The connection pool amortizes the ~11 ms login handshake across many queries and gives you a thread-safe / task-safe acquire-release API. Use it any time the same process makes more than a handful of queries.

import informix_db
pool = informix_db.create_pool(
host="db.example.com", port=9088,
user="informix", password="...",
database="mydb", server="informix",
min_size=2, # warm up at least 2 connections at create time
max_size=10, # hard cap; acquires beyond this block
acquire_timeout=5.0, # raise PoolTimeout if no connection in 5s
max_idle=600.0, # close connections idle longer than 10 min
)
with pool.connection() as conn:
cur = conn.cursor()
cur.execute("SELECT id, name FROM users WHERE id = ?", (42,))
print(cur.fetchone())
pool.close()

The context manager guarantees the connection returns to the pool on normal exit and on exception. Connections returned to the pool get rolled back automatically — you never see a dirty connection from pool.connection().

import asyncio
from informix_db import aio
async def main():
pool = await aio.create_pool(
host="db.example.com",
user="informix", password="...",
database="mydb",
min_size=2, max_size=10,
)
async with pool.connection() as conn:
cur = await conn.cursor()
await cur.execute("SELECT 1 FROM systables WHERE tabid = 1")
print(await cur.fetchone())
await pool.close()
asyncio.run(main())

Same semantics, async-aware. Cancellation is cancellation-safe — a cancelled task does not leak an in-flight worker onto a recycled connection.
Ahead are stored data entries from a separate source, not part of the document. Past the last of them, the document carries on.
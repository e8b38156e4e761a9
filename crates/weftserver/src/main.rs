mod session;

use actix_cors::Cors;
use actix_web::{get, web, App, HttpResponse, HttpServer, Responder, Result as ActixResult};
use session::SessionManager;
use std::sync::Arc;
use tracing::info;
use tracing_subscriber::EnvFilter;
use weftcore::NodeSchema;
use weftruntime::{
    Engine, EngineConfig, IsolationConfig, NodeRegistry, RemoteCache, SchedulerBridge,
};

/// Application state shared across handlers
pub struct AppState {
    pub engine: Arc<Engine>,
    pub bridge: Arc<SchedulerBridge>,
    pub sessions: Arc<SessionManager>,
    /// When set, session jobs run inside worker child processes.
    pub isolation: Option<IsolationConfig>,
}

/// Health check endpoint
#[get("/health")]
async fn health_check() -> impl Responder {
    HttpResponse::Ok().json(serde_json::json!({
        "status": "healthy",
        "version": env!("CARGO_PKG_VERSION"),
        "service": "weft"
    }))
}

/// List registered node types with their full schemas
#[get("/api/nodes")]
async fn list_nodes(data: web::Data<AppState>) -> ActixResult<impl Responder> {
    let registry = data.engine.registry();
    let nodes: Vec<NodeSchema> = registry
        .list_node_types()
        .iter()
        .filter_map(|node_type| registry.schema(node_type))
        .collect();
    Ok(HttpResponse::Ok().json(nodes))
}

/// WebSocket endpoint for job sessions
#[get("/ws")]
async fn websocket_session(
    req: actix_web::HttpRequest,
    stream: web::Payload,
    data: web::Data<AppState>,
) -> ActixResult<HttpResponse> {
    session::run_session(req, stream, data).await
}

#[actix_web::main]
async fn main() -> anyhow::Result<()> {
    tracing_subscriber::fmt()
        .with_env_filter(
            EnvFilter::try_from_default_env().unwrap_or_else(|_| EnvFilter::new("info")),
        )
        .init();

    info!("🚀 Starting Weft Server");

    let mut registry = NodeRegistry::new();
    weftnodes::register_all(&mut registry);

    let engine = Engine::with_registry(Arc::new(registry), EngineConfig::default());
    let engine = match std::env::var("WEFT_REMOTE_CACHE") {
        Ok(url) if !url.is_empty() => {
            info!("Using remote result cache at {}", url);
            engine.with_cache(Arc::new(RemoteCache::new(url)))
        }
        _ => engine,
    };

    let isolation = match std::env::var("WEFT_WORKER") {
        Ok(program) if !program.is_empty() => {
            info!("Isolation mode: jobs run under worker {}", program);
            Some(IsolationConfig::new(program))
        }
        _ => None,
    };

    let mut bridge = SchedulerBridge::new();
    bridge.start()?;
    let bridge = Arc::new(bridge);

    let sessions = Arc::new(SessionManager::new());
    sessions.start();

    info!("✅ Runtime initialized with standard nodes");

    let app_state = web::Data::new(AppState {
        engine: Arc::new(engine),
        bridge,
        sessions: sessions.clone(),
        isolation,
    });

    let bind_address =
        std::env::var("BIND_ADDRESS").unwrap_or_else(|_| "0.0.0.0:3000".to_string());

    info!("🌐 Server starting on http://{}", bind_address);

    HttpServer::new(move || {
        let cors = Cors::default()
            .allow_any_origin()
            .allow_any_method()
            .allow_any_header()
            .max_age(3600);

        App::new()
            .app_data(app_state.clone())
            .wrap(cors)
            .wrap(actix_web::middleware::Logger::default())
            .service(health_check)
            .service(list_nodes)
            .service(websocket_session)
    })
    .bind(&bind_address)?
    .run()
    .await?;

    sessions.stop().await;

    Ok(())
}
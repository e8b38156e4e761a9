use crate::job::JobId;
use crate::EngineError;
use serde::{Deserialize, Serialize};
use std::fmt;
use std::sync::Mutex;
use tokio::io::{AsyncRead, AsyncReadExt, AsyncWrite, AsyncWriteExt};
use tokio::sync::{broadcast, mpsc};

/// Lifecycle states of a job
#[derive(Debug, Clone, Copy, PartialEq, Eq, Serialize, Deserialize)]
#[serde(rename_all = "snake_case")]
pub enum JobStatus {
    Pending,
    Running,
    Completed,
    Failed,
    Cancelled,
}

impl JobStatus {
    pub fn is_terminal(&self) -> bool {
        matches!(
            self,
            JobStatus::Completed | JobStatus::Failed | JobStatus::Cancelled
        )
    }
}

impl fmt::Display for JobStatus {
    fn fmt(&self, f: &mut fmt::Formatter<'_>) -> fmt::Result {
        let s = match self {
            JobStatus::Pending => "pending",
            JobStatus::Running => "running",
            JobStatus::Completed => "completed",
            JobStatus::Failed => "failed",
            JobStatus::Cancelled => "cancelled",
        };
        f.write_str(s)
    }
}

/// Lifecycle states of a node within a run
#[derive(Debug, Clone, Copy, PartialEq, Eq, Serialize, Deserialize)]
#[serde(rename_all = "snake_case")]
pub enum NodeStatus {
    Pending,
    Running,
    Completed,
    Failed,
    Skipped,
}

impl NodeStatus {
    pub fn is_terminal(&self) -> bool {
        matches!(
            self,
            NodeStatus::Completed | NodeStatus::Failed | NodeStatus::Skipped
        )
    }
}

impl fmt::Display for NodeStatus {
    fn fmt(&self, f: &mut fmt::Formatter<'_>) -> fmt::Result {
        let s = match self {
            NodeStatus::Pending => "pending",
            NodeStatus::Running => "running",
            NodeStatus::Completed => "completed",
            NodeStatus::Failed => "failed",
            NodeStatus::Skipped => "skipped",
        };
        f.write_str(s)
    }
}

/// Messages streamed to clients while a job runs.
///
/// Externally tagged on purpose: the binary wire encoding cannot represent
/// internally tagged enums.
#[derive(Debug, Clone, PartialEq, Serialize, Deserialize)]
#[serde(rename_all = "snake_case")]
pub enum UpdateMessage {
    JobUpdate {
        job_id: JobId,
        status: JobStatus,
        error: Option<String>,
    },
    NodeUpdate {
        node_id: String,
        node_name: String,
        status: NodeStatus,
        error: Option<String>,
    },
    NodeProgress {
        node_id: String,
        progress: u64,
        total: u64,
    },
    Error {
        message: String,
    },
}

impl UpdateMessage {
    /// True for the JobUpdate that ends a run. Transports close the stream
    /// after forwarding it.
    pub fn is_terminal_job_update(&self) -> bool {
        matches!(self, UpdateMessage::JobUpdate { status, .. } if status.is_terminal())
    }
}

/// Destination for updates produced during a run
pub trait UpdateSink: Send + Sync {
    fn post(&self, update: UpdateMessage);
}

/// Broadcast-backed update channel. The ring is bounded; when a subscriber
/// falls behind, the oldest messages are dropped for that subscriber and the
/// newest are kept.
pub struct UpdateBus {
    sender: broadcast::Sender<UpdateMessage>,
}

impl UpdateBus {
    pub fn new(capacity: usize) -> Self {
        let (sender, _) = broadcast::channel(capacity);
        Self { sender }
    }

    pub fn subscribe(&self) -> broadcast::Receiver<UpdateMessage> {
        self.sender.subscribe()
    }

    pub fn post(&self, update: UpdateMessage) {
        // No subscribers is fine; updates are fire-and-forget.
        let _ = self.sender.send(update);
    }
}

impl UpdateSink for UpdateBus {
    fn post(&self, update: UpdateMessage) {
        UpdateBus::post(self, update);
    }
}

/// Collects updates in memory. Stands in for a transport in tests.
#[derive(Default)]
pub struct MemorySink {
    messages: Mutex<Vec<UpdateMessage>>,
}

impl MemorySink {
    pub fn new() -> Self {
        Self::default()
    }

    pub fn snapshot(&self) -> Vec<UpdateMessage> {
        self.messages.lock().map(|m| m.clone()).unwrap_or_default()
    }

    pub fn drain(&self) -> Vec<UpdateMessage> {
        self.messages
            .lock()
            .map(|mut m| std::mem::take(&mut *m))
            .unwrap_or_default()
    }
}

impl UpdateSink for MemorySink {
    fn post(&self, update: UpdateMessage) {
        if let Ok(mut messages) = self.messages.lock() {
            messages.push(update);
        }
    }
}

/// Forwards updates into a channel whose receiver a transport task owns.
pub struct ChannelSink {
    sender: mpsc::UnboundedSender<UpdateMessage>,
}

impl ChannelSink {
    pub fn new(sender: mpsc::UnboundedSender<UpdateMessage>) -> Self {
        Self { sender }
    }
}

impl UpdateSink for ChannelSink {
    fn post(&self, update: UpdateMessage) {
        // A dropped receiver means the transport went away mid-run.
        let _ = self.sender.send(update);
    }
}

/// Upper bound on a single frame payload. Updates are small; anything past
/// this is a corrupt or hostile stream.
pub const MAX_FRAME_LEN: u32 = 64 * 1024 * 1024;

pub fn encode_update(update: &UpdateMessage) -> crate::Result<Vec<u8>> {
    bincode::serialize(update).map_err(|e| EngineError::Frame(e.to_string()))
}

pub fn decode_update(bytes: &[u8]) -> crate::Result<UpdateMessage> {
    bincode::deserialize(bytes).map_err(|e| EngineError::Frame(e.to_string()))
}

/// Write one length-prefixed frame: u32 little-endian payload length, then
/// the payload, flushed.
pub async fn write_frame<W>(writer: &mut W, payload: &[u8]) -> crate::Result<()>
where
    W: AsyncWrite + Unpin,
{
    if payload.len() > MAX_FRAME_LEN as usize {
        return Err(EngineError::Frame(format!(
            "payload of {} bytes exceeds frame limit",
            payload.len()
        )));
    }
    writer.write_u32_le(payload.len() as u32).await?;
    writer.write_all(payload).await?;
    writer.flush().await?;
    Ok(())
}

/// Read one frame. `Ok(None)` means the stream ended cleanly at a frame
/// boundary; EOF anywhere else is an error.
pub async fn read_frame<R>(reader: &mut R) -> crate::Result<Option<Vec<u8>>>
where
    R: AsyncRead + Unpin,
{
    let mut len_buf = [0u8; 4];
    let mut filled = 0;
    while filled < len_buf.len() {
        let n = reader.read(&mut len_buf[filled..]).await?;
        if n == 0 {
            if filled == 0 {
                return Ok(None);
            }
            return Err(EngineError::Frame("truncated frame length".to_string()));
        }
        filled += n;
    }
    let len = u32::from_le_bytes(len_buf);
    if len > MAX_FRAME_LEN {
        return Err(EngineError::Frame(format!(
            "frame of {} bytes exceeds limit",
            len
        )));
    }
    let mut payload = vec![0u8; len as usize];
    reader.read_exact(&mut payload).await?;
    Ok(Some(payload))
}

#[cfg(test)]
mod tests {
    use super::*;
    use uuid::Uuid;

    #[test]
    fn update_encoding_round_trips() {
        let update = UpdateMessage::NodeUpdate {
            node_id: "n1".to_string(),
            node_name: "AddThree".to_string(),
            status: NodeStatus::Failed,
            error: Some("boom".to_string()),
        };
        let bytes = encode_update(&update).unwrap();
        assert_eq!(decode_update(&bytes).unwrap(), update);
    }

    #[tokio::test]
    async fn frames_survive_a_pipe() {
        let (mut client, mut server) = tokio::io::duplex(256);
        let update = UpdateMessage::JobUpdate {
            job_id: Uuid::new_v4(),
            status: JobStatus::Completed,
            error: None,
        };
        let bytes = encode_update(&update).unwrap();
        write_frame(&mut client, &bytes).await.unwrap();
        write_frame(&mut client, &bytes).await.unwrap();
        drop(client);

        let first = read_frame(&mut server).await.unwrap().unwrap();
        assert_eq!(decode_update(&first).unwrap(), update);
        let second = read_frame(&mut server).await.unwrap().unwrap();
        assert_eq!(decode_update(&second).unwrap(), update);
        // Clean EOF at the frame boundary.
        assert!(read_frame(&mut server).await.unwrap().is_none());
    }

    #[tokio::test]
    async fn truncated_length_is_an_error() {
        let (mut client, mut server) = tokio::io::duplex(64);
        tokio::io::AsyncWriteExt::write_all(&mut client, &[1, 0])
            .await
            .unwrap();
        drop(client);
        let err = read_frame(&mut server).await.unwrap_err();
        assert!(matches!(err, EngineError::Frame(_)));
    }

    #[tokio::test]
    async fn truncated_payload_is_an_error() {
        let (mut client, mut server) = tokio::io::duplex(64);
        tokio::io::AsyncWriteExt::write_all(&mut client, &8u32.to_le_bytes())
            .await
            .unwrap();
        tokio::io::AsyncWriteExt::write_all(&mut client, &[1, 2, 3])
            .await
            .unwrap();
        drop(client);
        assert!(read_frame(&mut server).await.is_err());
    }

    #[test]
    fn memory_sink_records_in_order() {
        let sink = MemorySink::new();
        sink.post(UpdateMessage::Error {
            message: "a".to_string(),
        });
        sink.post(UpdateMessage::Error {
            message: "b".to_string(),
        });
        let messages = sink.snapshot();
        assert_eq!(messages.len(), 2);
        assert!(matches!(&messages[0], UpdateMessage::Error { message } if message == "a"));
    }
}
A reasonable starting point: min_size = 2, max_size = (CPU cores) × 2. Most Informix workloads are I/O-bound, so the right size is “enough to saturate the network plus some headroom for spikes” — usually 8–16 for typical web/API services.

max_size should be smaller than the server’s MAX_CONCURRENT_CONNECTIONS — the server fails new logins past its limit, and the pool will surface that as OperationalError after waiting acquire_timeout.

PEP 249 says: connections should not be shared between threads. The pool gives each thread its own connection naturally — pool.connection() returns a different connection each time and each one stays held until the context manager exits.

Phase 27 added a per-connection wire lock that makes accidental sharing safe (interleaved PDUs serialize correctly), but you should still give each thread its own connection. The lock is a backstop, not a license.